*Dataset records*
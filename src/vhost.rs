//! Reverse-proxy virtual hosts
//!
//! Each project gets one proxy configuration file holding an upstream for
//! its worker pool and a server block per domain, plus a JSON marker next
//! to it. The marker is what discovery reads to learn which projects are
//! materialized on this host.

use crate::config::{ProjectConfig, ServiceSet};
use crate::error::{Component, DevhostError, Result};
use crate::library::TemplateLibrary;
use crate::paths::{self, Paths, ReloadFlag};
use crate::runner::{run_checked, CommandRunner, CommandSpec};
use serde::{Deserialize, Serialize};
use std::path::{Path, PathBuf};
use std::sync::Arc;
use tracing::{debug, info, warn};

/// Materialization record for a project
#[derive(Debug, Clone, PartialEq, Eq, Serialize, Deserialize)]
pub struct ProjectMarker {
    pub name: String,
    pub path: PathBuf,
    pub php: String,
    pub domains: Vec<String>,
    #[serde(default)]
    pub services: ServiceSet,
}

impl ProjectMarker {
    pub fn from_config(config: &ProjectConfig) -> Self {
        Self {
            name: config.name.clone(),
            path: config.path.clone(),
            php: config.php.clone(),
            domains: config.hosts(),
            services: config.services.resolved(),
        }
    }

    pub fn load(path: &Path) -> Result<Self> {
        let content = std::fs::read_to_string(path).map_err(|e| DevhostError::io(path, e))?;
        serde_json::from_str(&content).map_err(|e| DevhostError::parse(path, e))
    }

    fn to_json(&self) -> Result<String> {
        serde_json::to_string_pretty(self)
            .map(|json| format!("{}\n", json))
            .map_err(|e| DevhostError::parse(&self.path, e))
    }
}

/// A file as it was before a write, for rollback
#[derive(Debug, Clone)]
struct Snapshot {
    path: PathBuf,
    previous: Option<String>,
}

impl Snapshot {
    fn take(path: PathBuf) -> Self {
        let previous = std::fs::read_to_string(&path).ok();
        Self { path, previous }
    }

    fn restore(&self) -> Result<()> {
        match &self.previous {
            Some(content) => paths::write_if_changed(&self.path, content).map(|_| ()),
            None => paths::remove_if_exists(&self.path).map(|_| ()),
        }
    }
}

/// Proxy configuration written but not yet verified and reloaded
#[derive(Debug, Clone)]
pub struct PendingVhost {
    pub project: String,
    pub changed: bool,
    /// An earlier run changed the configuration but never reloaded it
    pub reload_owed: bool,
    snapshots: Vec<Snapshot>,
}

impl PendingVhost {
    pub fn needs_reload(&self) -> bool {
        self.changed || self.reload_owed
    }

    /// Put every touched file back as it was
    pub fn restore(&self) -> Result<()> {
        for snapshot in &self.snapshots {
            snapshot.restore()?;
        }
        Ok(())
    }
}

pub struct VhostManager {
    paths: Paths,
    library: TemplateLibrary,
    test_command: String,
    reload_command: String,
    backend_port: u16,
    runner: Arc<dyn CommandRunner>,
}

*What to do*
Check every line of the records above for the string "reloaded". Copy those that hold it.

*Solution for this exercise*
/// Proxy configuration written but not yet verified and reloaded
    /// An earlier run changed the configuration but never reloaded it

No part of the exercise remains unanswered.